*The problem*: When a line below contains the word "PostgresPersistence", copy that line.

*Data listing*:
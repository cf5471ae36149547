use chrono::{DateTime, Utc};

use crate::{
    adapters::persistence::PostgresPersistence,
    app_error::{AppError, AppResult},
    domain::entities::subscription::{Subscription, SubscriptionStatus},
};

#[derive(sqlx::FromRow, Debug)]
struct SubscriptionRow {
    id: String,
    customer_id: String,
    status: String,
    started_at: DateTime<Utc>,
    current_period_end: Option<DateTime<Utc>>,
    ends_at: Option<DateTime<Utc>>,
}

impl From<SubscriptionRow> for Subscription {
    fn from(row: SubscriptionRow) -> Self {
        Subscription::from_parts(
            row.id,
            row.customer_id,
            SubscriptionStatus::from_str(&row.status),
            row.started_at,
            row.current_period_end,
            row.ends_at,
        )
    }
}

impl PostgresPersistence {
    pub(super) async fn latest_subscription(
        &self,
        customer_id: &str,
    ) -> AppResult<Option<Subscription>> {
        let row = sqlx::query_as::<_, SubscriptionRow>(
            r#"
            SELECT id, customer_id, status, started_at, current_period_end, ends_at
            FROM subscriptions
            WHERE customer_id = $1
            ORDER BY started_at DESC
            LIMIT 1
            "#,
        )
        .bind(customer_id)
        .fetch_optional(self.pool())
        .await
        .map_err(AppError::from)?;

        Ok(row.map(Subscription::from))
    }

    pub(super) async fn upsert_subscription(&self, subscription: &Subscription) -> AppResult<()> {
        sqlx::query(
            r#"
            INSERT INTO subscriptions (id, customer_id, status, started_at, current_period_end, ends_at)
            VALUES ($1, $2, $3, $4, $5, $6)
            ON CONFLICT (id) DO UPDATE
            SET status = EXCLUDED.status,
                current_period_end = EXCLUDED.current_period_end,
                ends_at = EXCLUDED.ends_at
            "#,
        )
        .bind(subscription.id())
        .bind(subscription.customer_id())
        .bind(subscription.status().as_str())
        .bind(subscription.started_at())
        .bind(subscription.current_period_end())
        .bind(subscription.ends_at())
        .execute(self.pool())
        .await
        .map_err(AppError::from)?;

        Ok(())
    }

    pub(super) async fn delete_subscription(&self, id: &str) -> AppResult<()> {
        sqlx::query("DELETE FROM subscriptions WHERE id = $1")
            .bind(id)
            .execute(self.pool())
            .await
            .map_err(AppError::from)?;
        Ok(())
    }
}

* * *

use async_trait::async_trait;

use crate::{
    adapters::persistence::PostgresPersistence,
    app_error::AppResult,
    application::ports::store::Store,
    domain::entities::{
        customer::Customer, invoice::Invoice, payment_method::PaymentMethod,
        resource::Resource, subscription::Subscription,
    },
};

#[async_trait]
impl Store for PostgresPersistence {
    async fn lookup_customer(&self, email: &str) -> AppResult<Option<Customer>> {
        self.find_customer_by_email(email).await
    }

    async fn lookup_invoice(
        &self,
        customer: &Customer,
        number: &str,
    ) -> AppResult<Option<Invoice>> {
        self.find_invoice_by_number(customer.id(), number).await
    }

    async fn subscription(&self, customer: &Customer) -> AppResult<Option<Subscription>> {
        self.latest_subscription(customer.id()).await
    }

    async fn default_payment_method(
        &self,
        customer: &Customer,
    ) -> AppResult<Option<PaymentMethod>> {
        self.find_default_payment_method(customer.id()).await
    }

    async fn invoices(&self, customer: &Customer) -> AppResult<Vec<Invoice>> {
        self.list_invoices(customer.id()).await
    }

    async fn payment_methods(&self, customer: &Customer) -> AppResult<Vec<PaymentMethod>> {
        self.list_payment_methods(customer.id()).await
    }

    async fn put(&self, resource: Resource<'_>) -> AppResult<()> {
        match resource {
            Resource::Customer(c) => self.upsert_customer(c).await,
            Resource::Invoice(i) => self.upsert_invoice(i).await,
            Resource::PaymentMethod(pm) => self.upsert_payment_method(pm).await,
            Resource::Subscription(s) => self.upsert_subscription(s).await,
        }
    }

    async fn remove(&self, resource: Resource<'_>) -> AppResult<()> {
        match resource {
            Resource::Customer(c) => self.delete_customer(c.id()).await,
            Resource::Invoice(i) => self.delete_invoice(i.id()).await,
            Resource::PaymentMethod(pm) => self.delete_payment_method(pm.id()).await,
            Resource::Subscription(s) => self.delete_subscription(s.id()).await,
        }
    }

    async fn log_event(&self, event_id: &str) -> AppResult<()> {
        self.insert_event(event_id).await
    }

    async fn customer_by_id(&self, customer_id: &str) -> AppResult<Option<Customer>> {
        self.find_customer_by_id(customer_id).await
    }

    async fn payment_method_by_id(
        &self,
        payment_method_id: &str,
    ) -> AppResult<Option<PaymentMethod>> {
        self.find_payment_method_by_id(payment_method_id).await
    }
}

*Response*:
    adapters::persistence::PostgresPersistence,
impl PostgresPersistence {
    adapters::persistence::PostgresPersistence,
impl Store for PostgresPersistence {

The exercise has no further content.